Extract every line from the records below that contains the word "FontVec".

* * * * * * * * *

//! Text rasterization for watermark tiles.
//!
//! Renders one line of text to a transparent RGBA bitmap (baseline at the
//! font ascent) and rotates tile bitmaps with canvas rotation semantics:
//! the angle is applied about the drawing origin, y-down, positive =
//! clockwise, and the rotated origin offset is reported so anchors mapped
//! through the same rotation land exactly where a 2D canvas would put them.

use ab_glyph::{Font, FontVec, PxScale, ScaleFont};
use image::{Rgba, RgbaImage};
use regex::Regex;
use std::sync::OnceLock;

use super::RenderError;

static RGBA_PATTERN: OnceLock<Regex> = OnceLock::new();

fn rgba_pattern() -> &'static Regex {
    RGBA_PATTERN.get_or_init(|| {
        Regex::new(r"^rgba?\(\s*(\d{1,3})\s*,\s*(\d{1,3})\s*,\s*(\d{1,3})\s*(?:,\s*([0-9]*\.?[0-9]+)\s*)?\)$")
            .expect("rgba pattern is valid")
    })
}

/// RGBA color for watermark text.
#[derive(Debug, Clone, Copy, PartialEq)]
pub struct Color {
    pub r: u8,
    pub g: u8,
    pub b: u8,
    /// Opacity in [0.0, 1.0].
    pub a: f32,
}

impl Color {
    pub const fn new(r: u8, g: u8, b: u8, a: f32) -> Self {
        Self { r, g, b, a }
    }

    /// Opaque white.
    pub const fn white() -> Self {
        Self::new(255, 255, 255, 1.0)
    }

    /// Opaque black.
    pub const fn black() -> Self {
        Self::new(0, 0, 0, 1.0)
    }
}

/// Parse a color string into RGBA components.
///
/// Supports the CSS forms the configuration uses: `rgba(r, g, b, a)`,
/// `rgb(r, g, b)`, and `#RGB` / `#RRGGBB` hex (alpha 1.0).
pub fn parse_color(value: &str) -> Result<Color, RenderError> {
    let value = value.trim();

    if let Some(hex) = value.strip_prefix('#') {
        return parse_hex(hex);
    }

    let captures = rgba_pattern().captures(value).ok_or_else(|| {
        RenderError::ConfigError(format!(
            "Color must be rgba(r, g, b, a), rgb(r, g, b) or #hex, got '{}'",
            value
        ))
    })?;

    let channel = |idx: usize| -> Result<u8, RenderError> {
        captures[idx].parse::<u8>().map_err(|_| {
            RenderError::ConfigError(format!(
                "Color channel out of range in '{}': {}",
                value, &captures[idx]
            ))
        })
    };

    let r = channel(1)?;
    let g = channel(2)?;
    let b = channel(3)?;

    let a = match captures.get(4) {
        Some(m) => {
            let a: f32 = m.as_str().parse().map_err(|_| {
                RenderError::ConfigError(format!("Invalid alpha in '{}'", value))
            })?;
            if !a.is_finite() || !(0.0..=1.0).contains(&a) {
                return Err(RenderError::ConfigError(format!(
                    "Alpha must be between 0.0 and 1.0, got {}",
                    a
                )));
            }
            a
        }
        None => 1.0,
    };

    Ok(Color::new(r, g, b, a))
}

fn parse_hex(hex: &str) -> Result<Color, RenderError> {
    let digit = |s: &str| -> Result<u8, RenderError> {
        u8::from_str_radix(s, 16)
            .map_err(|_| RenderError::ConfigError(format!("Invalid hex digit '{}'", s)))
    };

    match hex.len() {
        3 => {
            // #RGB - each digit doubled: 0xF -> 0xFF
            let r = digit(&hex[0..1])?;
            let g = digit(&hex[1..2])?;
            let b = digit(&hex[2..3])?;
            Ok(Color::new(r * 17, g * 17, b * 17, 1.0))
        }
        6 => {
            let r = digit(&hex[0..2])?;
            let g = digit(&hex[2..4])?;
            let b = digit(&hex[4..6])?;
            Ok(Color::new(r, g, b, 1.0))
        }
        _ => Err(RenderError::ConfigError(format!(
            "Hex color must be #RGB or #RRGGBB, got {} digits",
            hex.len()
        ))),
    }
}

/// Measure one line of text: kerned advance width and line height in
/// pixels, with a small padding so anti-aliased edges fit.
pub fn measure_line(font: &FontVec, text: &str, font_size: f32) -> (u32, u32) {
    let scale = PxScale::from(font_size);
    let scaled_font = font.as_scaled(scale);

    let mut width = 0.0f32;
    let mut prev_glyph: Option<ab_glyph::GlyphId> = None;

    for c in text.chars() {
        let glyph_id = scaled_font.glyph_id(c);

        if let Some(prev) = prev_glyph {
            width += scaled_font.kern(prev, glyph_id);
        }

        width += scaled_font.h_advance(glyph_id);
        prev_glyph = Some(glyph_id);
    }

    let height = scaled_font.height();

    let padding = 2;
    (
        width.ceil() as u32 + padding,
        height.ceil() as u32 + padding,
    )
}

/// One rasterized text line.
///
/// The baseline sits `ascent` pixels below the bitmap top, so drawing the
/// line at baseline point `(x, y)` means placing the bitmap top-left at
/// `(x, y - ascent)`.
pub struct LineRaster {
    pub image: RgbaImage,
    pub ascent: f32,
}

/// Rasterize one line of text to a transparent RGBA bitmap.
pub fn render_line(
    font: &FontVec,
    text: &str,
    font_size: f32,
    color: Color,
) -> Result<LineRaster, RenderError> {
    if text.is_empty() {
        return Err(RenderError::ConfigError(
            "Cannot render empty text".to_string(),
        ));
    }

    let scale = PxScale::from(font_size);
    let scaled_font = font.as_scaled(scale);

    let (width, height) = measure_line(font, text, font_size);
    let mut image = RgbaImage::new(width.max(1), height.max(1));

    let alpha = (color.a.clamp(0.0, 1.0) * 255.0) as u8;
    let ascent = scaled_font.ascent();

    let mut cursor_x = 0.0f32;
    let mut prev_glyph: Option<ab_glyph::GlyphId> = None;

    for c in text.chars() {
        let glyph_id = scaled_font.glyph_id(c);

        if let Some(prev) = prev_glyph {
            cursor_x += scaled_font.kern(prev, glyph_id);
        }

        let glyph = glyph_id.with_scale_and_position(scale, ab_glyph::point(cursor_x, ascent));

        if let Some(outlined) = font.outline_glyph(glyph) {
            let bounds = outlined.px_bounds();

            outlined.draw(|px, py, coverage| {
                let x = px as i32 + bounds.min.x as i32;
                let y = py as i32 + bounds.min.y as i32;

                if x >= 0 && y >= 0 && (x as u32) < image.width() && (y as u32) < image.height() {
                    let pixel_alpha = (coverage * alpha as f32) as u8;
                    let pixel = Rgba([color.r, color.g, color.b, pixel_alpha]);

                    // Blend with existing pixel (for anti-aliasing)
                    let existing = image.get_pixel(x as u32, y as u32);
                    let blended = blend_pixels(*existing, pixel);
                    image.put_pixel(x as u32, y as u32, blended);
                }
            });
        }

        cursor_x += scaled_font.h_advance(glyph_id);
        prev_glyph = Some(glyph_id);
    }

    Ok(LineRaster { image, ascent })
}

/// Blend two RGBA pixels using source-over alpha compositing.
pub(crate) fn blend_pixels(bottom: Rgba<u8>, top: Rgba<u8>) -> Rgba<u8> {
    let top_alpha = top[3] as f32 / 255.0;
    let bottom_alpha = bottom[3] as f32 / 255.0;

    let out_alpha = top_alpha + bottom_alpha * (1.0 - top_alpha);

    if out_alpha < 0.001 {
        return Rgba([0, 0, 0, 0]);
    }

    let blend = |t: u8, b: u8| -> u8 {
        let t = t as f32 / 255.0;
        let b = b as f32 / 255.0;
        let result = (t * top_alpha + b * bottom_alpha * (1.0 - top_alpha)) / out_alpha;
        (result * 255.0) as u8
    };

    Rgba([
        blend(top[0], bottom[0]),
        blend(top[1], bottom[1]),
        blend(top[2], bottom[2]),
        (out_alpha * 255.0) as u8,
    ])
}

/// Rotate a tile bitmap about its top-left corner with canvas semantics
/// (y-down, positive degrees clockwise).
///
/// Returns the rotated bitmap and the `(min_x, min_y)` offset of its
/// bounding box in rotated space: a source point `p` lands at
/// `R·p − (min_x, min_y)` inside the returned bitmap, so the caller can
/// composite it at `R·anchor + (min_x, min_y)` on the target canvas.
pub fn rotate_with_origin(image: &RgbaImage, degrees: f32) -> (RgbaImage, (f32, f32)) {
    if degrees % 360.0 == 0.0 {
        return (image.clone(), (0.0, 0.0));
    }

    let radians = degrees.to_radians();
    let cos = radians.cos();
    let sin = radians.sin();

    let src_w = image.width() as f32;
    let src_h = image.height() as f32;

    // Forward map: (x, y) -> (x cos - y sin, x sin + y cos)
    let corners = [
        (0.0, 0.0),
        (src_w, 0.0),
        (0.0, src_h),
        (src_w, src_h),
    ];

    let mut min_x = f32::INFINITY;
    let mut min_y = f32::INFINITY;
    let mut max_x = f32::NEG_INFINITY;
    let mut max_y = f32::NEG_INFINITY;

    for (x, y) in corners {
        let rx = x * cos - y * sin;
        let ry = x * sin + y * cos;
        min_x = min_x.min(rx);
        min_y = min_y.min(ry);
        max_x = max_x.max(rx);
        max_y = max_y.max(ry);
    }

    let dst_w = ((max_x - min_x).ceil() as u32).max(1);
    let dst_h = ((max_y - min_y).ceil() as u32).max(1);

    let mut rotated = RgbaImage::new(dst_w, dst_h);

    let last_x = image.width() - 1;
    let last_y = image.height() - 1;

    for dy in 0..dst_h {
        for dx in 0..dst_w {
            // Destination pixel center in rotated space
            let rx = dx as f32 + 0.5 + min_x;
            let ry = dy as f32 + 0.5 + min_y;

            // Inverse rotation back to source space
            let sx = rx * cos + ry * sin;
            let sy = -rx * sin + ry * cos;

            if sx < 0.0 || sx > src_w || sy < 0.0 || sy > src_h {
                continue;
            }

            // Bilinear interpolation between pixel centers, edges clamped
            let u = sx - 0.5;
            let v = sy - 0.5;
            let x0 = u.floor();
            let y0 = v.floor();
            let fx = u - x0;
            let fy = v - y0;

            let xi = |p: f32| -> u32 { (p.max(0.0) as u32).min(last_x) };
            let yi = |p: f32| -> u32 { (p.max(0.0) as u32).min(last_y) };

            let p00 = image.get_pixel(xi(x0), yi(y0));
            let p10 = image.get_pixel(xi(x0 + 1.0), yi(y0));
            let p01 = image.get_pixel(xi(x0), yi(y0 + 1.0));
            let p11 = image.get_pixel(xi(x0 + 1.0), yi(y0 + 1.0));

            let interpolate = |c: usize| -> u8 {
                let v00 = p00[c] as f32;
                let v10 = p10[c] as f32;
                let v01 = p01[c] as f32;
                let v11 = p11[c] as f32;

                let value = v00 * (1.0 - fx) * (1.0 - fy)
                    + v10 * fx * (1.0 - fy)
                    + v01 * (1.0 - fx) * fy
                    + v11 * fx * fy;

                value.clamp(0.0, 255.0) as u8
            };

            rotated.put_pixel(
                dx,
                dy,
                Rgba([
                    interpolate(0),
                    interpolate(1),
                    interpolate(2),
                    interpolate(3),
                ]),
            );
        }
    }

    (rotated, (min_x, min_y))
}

* * * * * * * * *

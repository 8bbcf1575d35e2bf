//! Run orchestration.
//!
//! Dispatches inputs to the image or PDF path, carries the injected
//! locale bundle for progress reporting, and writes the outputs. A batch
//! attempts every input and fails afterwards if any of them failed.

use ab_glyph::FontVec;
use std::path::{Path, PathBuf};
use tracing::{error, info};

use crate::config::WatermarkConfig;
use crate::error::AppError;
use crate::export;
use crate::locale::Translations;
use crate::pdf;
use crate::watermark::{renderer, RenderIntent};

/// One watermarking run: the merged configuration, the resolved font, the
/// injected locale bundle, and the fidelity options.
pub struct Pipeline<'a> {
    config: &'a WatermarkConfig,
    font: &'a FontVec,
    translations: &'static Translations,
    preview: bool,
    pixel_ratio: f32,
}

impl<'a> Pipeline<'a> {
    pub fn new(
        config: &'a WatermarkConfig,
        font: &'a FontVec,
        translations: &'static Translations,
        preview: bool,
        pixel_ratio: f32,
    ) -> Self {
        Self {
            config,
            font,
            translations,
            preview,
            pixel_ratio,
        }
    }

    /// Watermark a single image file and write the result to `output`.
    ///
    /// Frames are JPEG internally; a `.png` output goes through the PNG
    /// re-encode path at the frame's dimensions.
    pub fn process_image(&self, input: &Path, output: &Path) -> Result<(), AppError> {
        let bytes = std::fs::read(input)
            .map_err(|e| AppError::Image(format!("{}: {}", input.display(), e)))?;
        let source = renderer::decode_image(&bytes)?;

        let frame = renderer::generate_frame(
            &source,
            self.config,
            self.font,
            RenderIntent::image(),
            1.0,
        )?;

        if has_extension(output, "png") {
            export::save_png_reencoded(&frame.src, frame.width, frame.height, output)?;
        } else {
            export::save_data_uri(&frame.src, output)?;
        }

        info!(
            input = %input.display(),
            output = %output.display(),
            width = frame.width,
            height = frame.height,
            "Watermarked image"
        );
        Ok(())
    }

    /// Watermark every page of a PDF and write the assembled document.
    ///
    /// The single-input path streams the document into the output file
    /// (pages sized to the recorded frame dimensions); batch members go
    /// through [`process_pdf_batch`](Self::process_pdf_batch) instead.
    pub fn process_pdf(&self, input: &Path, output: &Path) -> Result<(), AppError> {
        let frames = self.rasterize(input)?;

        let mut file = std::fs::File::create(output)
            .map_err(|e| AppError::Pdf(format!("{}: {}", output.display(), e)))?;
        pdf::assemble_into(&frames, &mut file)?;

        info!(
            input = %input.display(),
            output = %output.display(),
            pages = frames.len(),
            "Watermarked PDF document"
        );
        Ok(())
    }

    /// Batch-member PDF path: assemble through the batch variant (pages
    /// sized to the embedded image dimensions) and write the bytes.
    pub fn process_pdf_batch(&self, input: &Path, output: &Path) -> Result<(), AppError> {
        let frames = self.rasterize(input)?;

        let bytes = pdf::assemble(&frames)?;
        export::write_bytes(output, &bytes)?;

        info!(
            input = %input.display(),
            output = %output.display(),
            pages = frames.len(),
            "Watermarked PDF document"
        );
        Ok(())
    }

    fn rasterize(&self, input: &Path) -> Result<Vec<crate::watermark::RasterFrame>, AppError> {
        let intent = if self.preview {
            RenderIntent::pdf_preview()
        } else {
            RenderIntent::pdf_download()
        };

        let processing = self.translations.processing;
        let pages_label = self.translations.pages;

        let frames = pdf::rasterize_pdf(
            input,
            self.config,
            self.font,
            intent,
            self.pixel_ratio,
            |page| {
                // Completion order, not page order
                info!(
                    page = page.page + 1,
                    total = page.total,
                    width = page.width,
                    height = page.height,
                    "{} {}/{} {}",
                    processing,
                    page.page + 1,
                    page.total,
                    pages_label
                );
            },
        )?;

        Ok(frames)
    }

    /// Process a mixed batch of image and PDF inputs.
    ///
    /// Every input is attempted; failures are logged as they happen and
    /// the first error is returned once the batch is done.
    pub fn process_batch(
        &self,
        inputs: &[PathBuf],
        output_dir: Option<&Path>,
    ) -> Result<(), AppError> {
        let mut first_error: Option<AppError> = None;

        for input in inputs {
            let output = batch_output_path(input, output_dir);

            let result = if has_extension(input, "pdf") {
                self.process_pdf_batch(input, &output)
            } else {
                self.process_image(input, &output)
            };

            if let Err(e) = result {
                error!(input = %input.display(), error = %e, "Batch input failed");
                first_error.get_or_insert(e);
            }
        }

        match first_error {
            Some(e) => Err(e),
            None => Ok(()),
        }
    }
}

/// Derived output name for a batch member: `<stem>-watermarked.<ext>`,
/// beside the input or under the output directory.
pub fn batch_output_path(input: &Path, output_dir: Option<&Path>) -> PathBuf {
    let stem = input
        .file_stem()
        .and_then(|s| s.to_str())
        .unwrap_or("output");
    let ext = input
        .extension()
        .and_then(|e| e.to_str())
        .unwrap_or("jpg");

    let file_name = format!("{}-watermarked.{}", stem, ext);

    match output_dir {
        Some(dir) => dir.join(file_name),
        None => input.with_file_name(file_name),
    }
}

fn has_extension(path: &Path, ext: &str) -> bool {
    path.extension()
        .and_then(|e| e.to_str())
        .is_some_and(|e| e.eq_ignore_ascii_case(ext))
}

* * * * * * * * *

Completed task:
use ab_glyph::{Font, FontVec, PxScale, ScaleFont};
pub fn measure_line(font: &FontVec, text: &str, font_size: f32) -> (u32, u32) {
    font: &FontVec,
use ab_glyph::FontVec;
    font: &'a FontVec,
        font: &'a FontVec,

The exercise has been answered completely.